● Assignment
Search the records for the string "over", then copy each line that has it.
--
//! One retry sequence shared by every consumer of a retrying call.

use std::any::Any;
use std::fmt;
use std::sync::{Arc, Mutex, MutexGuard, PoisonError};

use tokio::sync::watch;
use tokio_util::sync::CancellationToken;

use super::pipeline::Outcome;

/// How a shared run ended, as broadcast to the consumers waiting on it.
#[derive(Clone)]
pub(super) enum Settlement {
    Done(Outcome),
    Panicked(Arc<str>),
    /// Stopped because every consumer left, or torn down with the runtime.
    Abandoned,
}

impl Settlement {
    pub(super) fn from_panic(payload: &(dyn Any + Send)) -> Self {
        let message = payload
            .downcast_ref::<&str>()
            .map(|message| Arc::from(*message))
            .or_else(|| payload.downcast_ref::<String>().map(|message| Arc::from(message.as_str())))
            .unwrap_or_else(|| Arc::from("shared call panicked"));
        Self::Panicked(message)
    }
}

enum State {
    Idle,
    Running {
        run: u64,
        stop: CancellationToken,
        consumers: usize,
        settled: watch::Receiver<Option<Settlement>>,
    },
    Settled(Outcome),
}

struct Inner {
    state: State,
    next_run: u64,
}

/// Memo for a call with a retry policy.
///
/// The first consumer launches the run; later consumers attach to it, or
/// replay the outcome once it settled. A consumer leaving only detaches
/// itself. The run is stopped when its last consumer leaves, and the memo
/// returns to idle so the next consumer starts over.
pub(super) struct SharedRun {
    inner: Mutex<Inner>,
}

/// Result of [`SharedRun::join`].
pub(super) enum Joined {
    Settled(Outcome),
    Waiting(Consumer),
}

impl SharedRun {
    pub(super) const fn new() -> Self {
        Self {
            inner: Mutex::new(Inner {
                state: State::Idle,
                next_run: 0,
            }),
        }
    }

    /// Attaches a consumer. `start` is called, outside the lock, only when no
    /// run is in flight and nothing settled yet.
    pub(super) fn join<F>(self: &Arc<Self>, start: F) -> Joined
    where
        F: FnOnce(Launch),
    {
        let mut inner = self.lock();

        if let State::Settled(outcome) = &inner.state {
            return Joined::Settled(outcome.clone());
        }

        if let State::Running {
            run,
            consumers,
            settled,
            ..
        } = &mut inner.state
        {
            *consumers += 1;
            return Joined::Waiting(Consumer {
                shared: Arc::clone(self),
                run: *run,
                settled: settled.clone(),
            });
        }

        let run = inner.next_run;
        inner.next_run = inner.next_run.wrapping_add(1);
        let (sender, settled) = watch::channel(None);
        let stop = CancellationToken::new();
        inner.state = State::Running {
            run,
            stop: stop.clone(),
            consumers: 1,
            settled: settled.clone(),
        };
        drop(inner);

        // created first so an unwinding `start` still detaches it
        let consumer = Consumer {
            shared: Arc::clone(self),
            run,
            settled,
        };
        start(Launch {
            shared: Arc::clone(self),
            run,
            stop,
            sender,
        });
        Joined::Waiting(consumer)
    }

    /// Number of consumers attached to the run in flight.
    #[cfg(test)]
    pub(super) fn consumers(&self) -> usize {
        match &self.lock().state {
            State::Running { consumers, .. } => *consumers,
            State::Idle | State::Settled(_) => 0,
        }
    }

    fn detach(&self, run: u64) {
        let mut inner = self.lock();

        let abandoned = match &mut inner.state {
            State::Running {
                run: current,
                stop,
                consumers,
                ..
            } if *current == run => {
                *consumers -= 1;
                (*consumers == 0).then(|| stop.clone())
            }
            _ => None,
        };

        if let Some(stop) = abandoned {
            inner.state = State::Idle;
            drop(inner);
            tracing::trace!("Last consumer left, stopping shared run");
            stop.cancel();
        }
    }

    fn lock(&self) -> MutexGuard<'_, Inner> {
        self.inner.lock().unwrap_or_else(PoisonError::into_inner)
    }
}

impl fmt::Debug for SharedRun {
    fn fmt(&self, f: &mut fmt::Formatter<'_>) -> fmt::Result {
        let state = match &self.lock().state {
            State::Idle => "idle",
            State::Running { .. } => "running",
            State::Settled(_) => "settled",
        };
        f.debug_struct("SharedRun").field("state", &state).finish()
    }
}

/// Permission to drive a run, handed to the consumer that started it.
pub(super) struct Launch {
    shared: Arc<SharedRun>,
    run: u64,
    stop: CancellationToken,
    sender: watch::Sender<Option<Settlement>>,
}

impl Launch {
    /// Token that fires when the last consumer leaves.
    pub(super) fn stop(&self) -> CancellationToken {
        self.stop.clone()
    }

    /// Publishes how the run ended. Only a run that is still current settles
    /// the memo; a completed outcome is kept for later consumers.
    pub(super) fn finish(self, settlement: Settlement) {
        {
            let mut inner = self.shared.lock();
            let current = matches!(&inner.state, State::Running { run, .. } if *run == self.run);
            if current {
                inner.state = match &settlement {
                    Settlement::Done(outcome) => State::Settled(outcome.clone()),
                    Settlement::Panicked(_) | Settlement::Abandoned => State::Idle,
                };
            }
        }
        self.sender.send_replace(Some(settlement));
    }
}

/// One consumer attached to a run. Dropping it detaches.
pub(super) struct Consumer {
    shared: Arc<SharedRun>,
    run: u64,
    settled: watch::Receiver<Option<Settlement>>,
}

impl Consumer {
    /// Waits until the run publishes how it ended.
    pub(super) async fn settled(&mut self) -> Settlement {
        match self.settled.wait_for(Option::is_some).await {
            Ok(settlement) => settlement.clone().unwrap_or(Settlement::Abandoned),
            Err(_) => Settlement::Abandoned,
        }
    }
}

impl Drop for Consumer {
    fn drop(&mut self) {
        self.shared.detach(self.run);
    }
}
--
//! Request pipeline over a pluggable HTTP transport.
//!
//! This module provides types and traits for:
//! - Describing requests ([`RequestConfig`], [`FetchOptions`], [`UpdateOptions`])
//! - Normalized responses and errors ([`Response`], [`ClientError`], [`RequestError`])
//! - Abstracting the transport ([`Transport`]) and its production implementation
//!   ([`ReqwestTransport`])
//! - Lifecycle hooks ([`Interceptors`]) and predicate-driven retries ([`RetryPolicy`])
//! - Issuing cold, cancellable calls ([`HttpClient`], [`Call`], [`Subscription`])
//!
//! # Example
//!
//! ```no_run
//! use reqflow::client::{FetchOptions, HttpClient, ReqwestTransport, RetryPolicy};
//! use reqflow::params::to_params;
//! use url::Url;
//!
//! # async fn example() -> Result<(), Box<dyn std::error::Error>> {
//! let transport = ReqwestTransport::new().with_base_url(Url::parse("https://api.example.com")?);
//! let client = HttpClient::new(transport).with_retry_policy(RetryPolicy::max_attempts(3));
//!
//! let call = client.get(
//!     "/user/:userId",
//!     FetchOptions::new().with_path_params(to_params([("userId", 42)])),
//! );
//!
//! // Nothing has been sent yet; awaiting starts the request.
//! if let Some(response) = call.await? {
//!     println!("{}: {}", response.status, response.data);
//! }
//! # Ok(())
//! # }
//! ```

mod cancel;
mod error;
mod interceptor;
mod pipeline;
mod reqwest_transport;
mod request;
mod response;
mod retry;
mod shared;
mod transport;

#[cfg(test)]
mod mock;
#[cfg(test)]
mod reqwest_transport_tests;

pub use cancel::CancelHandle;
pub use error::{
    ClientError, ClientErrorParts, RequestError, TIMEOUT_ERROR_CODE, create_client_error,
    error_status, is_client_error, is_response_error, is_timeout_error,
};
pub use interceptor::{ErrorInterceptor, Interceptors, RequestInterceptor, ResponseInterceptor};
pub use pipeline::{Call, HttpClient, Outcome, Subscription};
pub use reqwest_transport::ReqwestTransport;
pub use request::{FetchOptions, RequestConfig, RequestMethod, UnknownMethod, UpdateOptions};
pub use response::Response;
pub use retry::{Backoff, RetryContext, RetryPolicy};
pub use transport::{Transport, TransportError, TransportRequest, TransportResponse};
--
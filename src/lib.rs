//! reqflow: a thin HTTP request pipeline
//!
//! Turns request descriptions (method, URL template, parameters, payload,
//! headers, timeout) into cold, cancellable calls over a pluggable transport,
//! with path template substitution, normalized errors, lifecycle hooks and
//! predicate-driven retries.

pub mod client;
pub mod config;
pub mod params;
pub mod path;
--
● Response to the exercise
/// returns to idle so the next consumer starts over.
//! Request pipeline over a pluggable HTTP transport.
//! headers, timeout) into cold, cancellable calls over a pluggable transport,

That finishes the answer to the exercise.